=== PROBLEM TO SOLVE ===
Lines with the word "true" are the ones wanted. Copy each of them from the entries below.
══ INFORMATION PROVIDED
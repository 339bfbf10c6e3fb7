//! Main application structure and state management
//!
//! This module contains the core `BloodStudioApp` struct that implements
//! the `eframe::App` trait. It handles:
//!
//! - **UI Rendering:** Action bar, editor with highlighting, console panel
//! - **Editor State:** The buffer model and its line-number gutter
//! - **User Input:** Button actions and prompt keystrokes while a run is
//!   paused awaiting input
//! - **Controller Bridge:** Channels to the background task that owns the
//!   session controller and the HTTP client
//!
//! ## Architecture
//!
//! The app runs in the single-threaded `egui` loop. All protocol work
//! happens on a background tokio task that owns the `SessionController`;
//! the UI sends [`AppRequest`]s and renders the latest [`ConsoleSnapshot`]
//! it has received. The UI thread itself only ever touches the editor
//! buffer and the classifier.
//!
//! ## UI Layout
//!
//! ```text
//! ┌─────────────────────────────────────────┐
//! │ Top Panel (action bar + examples menu)  │
//! ├─────────────────────────────────────────┤
//! │ Central Panel (editor with gutter)      │
//! ├─────────────────────────────────────────┤
//! │ Bottom Panel (console transcript)       │
//! │ - output log, error lines tinted        │
//! │ - live pending-input line when paused   │
//! └─────────────────────────────────────────┘
//! ```

mod controller_task;
mod highlight;

use eframe::egui;
use tokio::sync::mpsc;
use tracing::{debug, warn};

use bloodstudio::config::Config;
use bloodstudio::editor::EditorBuffer;
use bloodstudio::error::Result;
use bloodstudio::models::{OutputLine, SessionState};
use bloodstudio::remote::{CompileAction, HttpExecutionService};
use bloodstudio::session::InputKey;

/// Request sent from the UI to the controller task
#[derive(Debug, Clone)]
pub(crate) enum AppRequest {
    /// Submit a compile request for the given action
    Compile { code: String, action: CompileAction },
    /// Submit an execute request
    Execute { code: String },
    /// Forward a keystroke to the interactive-input sub-protocol
    Key(InputKey),
    /// Empty the output log
    ClearOutput,
}

/// The controller task's view of the console, published after every
/// mutation
#[derive(Debug, Clone)]
pub(crate) struct ConsoleSnapshot {
    /// Transcript lines, oldest first
    pub lines: Vec<OutputLine>,
    /// Session state
    pub state: SessionState,
    /// Live pending-input buffer
    pub pending_input: String,
}

impl Default for ConsoleSnapshot {
    fn default() -> Self {
        Self {
            lines: Vec::new(),
            state: SessionState::Idle,
            pending_input: String::new(),
        }
    }
}

/// Canned example programs, appended to the editor on demand
const EXAMPLE_PROGRAMS: &[(&str, &str)] = &[
    (
        "Declaraciones",
        "Hunter numero: Maria => 10;\nHunter texto: Eileen => \"Hola mundo\";\nHunter esVerdadero: Blood => true;\n\nInsight (esVerdadero) {\n  Pray(\"La condición es verdadera.\");\n} Madness {\n  Pray(\"La condición es falsa.\");\n}",
    ),
    (
        "Ciclo Nightmare",
        "Hunter numeros: Maria[5] => [1, 2, 3, 4, 5];\n\nNightmare (Hunter i: Maria => 0; i < 5; i => i + 1;) {\n    Pray(numeros[i]);\n}",
    ),
    (
        "Entrada de datos",
        "Hunter nombre: Eileen;\nEyes(nombre);\nPray(\"El nombre del usuario es: \" + nombre);",
    ),
    (
        "Función recursiva",
        "GreatOnes factorial(n: Maria): Maria {\n  Insight (n == 1) {\n    Echoes 1;\n  } Madness {\n    Echoes (n * factorial(n - 1));\n  }\n}\n\nHunter resultado: Maria;\nresultado => factorial(5);\nPray(resultado);",
    ),
];

/// Core application state
pub struct BloodStudioApp {
    /// The editor buffer (owned by the UI thread)
    buffer: EditorBuffer,
    /// Latest console snapshot from the controller task
    snapshot: ConsoleSnapshot,
    /// Editor font size from configuration
    font_size: f32,
    /// Requests to the controller task
    request_tx: mpsc::UnboundedSender<AppRequest>,
    /// Snapshots from the controller task
    snapshot_rx: mpsc::UnboundedReceiver<ConsoleSnapshot>,
    /// Keeps the controller task's runtime alive for the app's lifetime
    _runtime: tokio::runtime::Runtime,
}

impl BloodStudioApp {
    /// Create the application and spawn the controller task.
    pub fn new(config: Config) -> Result<Self> {
        let runtime = tokio::runtime::Builder::new_multi_thread()
            .worker_threads(1)
            .enable_all()
            .build()?;

        let service =
            HttpExecutionService::new(&config.server.base_url, config.server.timeout())?;

        let (request_tx, request_rx) = mpsc::unbounded_channel();
        let (snapshot_tx, snapshot_rx) = mpsc::unbounded_channel();

        runtime.spawn(controller_task::run(request_rx, snapshot_tx, service));
        debug!("Controller task spawned for {}", config.server.base_url);

        Ok(Self {
            buffer: EditorBuffer::new(),
            snapshot: ConsoleSnapshot::default(),
            font_size: config.ui.font_size as f32,
            request_tx,
            snapshot_rx,
            _runtime: runtime,
        })
    }

    /// Whether a remote call is outstanding (submissions disabled).
    fn is_busy(&self) -> bool {
        matches!(
            self.snapshot.state,
            SessionState::Compiling | SessionState::Executing
        )
    }

    fn send(&self, request: AppRequest) {
        if self.request_tx.send(request).is_err() {
            warn!("Controller task is gone; request dropped");
        }
    }

    /// Drain pending snapshots from the controller task.
    fn poll_snapshots(&mut self) {
        while let Ok(snapshot) = self.snapshot_rx.try_recv() {
            self.snapshot = snapshot;
        }
    }

    /// Forward prompt keystrokes while the session awaits input.
    fn handle_prompt_keys(&mut self, ctx: &egui::Context) {
        if self.snapshot.state != SessionState::AwaitingInput {
            return;
        }

        let mut keys = Vec::new();
        ctx.input(|input| {
            for event in &input.events {
                match event {
                    egui::Event::Text(text) => {
                        keys.extend(text.chars().map(InputKey::Char));
                    }
                    egui::Event::Key {
                        key: egui::Key::Backspace,
                        pressed: true,
                        ..
                    } => keys.push(InputKey::Backspace),
                    egui::Event::Key {
                        key: egui::Key::Enter,
                        pressed: true,
                        ..
                    } => keys.push(InputKey::Enter),
                    _ => {}
                }
            }
        });

        for key in keys {
            self.send(AppRequest::Key(key));
        }
    }

    fn render_action_bar(&mut self, ui: &mut egui::Ui) {
        let busy = self.is_busy();
        ui.horizontal(|ui| {
            ui.heading("BloodStudio");
            ui.separator();

            ui.add_enabled_ui(!busy, |ui| {
                if ui.button("Tokens").clicked() {
                    self.send(AppRequest::Compile {
                        code: self.buffer.text().to_string(),
                        action: CompileAction::Tokens,
                    });
                }
                if ui.button("AST").clicked() {
                    self.send(AppRequest::Compile {
                        code: self.buffer.text().to_string(),
                        action: CompileAction::Ast,
                    });
                }
                if ui.button("Compilar").clicked() {
                    self.send(AppRequest::Compile {
                        code: self.buffer.text().to_string(),
                        action: CompileAction::Compile,
                    });
                }
                if ui.button("Ejecutar").clicked() {
                    self.send(AppRequest::Execute {
                        code: self.buffer.text().to_string(),
                    });
                }
            });

            ui.menu_button("Ejemplos", |ui| {
                for (name, program) in EXAMPLE_PROGRAMS {
                    if ui.button(*name).clicked() {
                        self.buffer.append_program(program);
                    }
                }
            });

            if busy {
                ui.spinner();
                ui.label("Procesando...");
            }
        });
    }

    fn render_editor(&mut self, ui: &mut egui::Ui) {
        let font_size = self.font_size;

        egui::ScrollArea::vertical()
            .id_salt("editor_scroll")
            .show(ui, |ui| {
                ui.horizontal_top(|ui| {
                    // Line-number gutter, derived from the buffer
                    let numbers = self.buffer.line_numbers().join("\n");
                    ui.add(
                        egui::Label::new(
                            egui::RichText::new(numbers)
                                .font(egui::FontId::monospace(font_size))
                                .color(egui::Color32::DARK_GRAY),
                        )
                        .selectable(false),
                    );

                    let mut layouter =
                        |ui: &egui::Ui, text: &dyn egui::TextBuffer, wrap_width: f32| {
                            let mut job = highlight::layout_job(text.as_str(), font_size);
                            job.wrap.max_width = wrap_width;
                            ui.fonts_mut(|fonts| fonts.layout_job(job))
                        };

                    ui.add_sized(
                        ui.available_size(),
                        egui::TextEdit::multiline(self.buffer.text_mut())
                            .code_editor()
                            .hint_text("Escribe tu código aquí")
                            .desired_width(f32::INFINITY)
                            .layouter(&mut layouter),
                    );
                });
            });
    }

    fn render_console(&mut self, ui: &mut egui::Ui) {
        ui.horizontal(|ui| {
            ui.heading("Consola");
            if ui.button("🗑 Limpiar").clicked() {
                self.send(AppRequest::ClearOutput);
            }
        });
        ui.separator();

        egui::ScrollArea::vertical()
            .id_salt("console_scroll")
            .stick_to_bottom(true)
            .show(ui, |ui| {
                let failed = self.snapshot.state == SessionState::Failed;
                for (index, line) in self.snapshot.lines.iter().enumerate() {
                    let is_last = index + 1 == self.snapshot.lines.len();
                    let color = if line.is_prompt_echo {
                        egui::Color32::KHAKI
                    } else if failed && is_last {
                        egui::Color32::LIGHT_RED
                    } else {
                        egui::Color32::LIGHT_GRAY
                    };
                    ui.label(
                        egui::RichText::new(&line.text)
                            .font(egui::FontId::monospace(self.font_size))
                            .color(color),
                    );
                }

                // Live pending-input line while paused on a prompt
                if self.snapshot.state == SessionState::AwaitingInput {
                    ui.label(
                        egui::RichText::new(format!("{}_", self.snapshot.pending_input))
                            .font(egui::FontId::monospace(self.font_size))
                            .color(egui::Color32::WHITE),
                    );
                }
            });
    }
}

impl eframe::App for BloodStudioApp {
    // This eframe version requires `ui`, but still invokes the (deprecated)
    // `update` below for the root viewport. All rendering lives in `update`,
    // so `ui` is intentionally empty.
    fn ui(&mut self, _ui: &mut egui::Ui, _frame: &mut eframe::Frame) {}

    fn update(&mut self, ctx: &egui::Context, _frame: &mut eframe::Frame) {
        self.poll_snapshots();
        self.handle_prompt_keys(ctx);

        egui::TopBottomPanel::top("action_bar").show(ctx, |ui| {
            self.render_action_bar(ui);
        });

        egui::TopBottomPanel::bottom("console")
            .resizable(true)
            .default_height(220.0)
            .show(ctx, |ui| {
                self.render_console(ui);
            });

        egui::CentralPanel::default().show(ctx, |ui| {
            self.render_editor(ui);
        });

        // Keep polling while the controller task is working or a prompt
        // may arrive
        if self.is_busy() || self.snapshot.state == SessionState::AwaitingInput {
            ctx.request_repaint_after(std::time::Duration::from_millis(100));
        }
    }
}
════
=== THE COMPLETED TASK ===
        "Hunter numero: Maria => 10;\nHunter texto: Eileen => \"Hola mundo\";\nHunter esVerdadero: Blood => true;\n\nInsight (esVerdadero) {\n  Pray(\"La condición es verdadera.\");\n} Madness {\n  Pray(\"La condición es falsa.\");\n}",
                        pressed: true,
                        pressed: true,
            .stick_to_bottom(true)
            .resizable(true)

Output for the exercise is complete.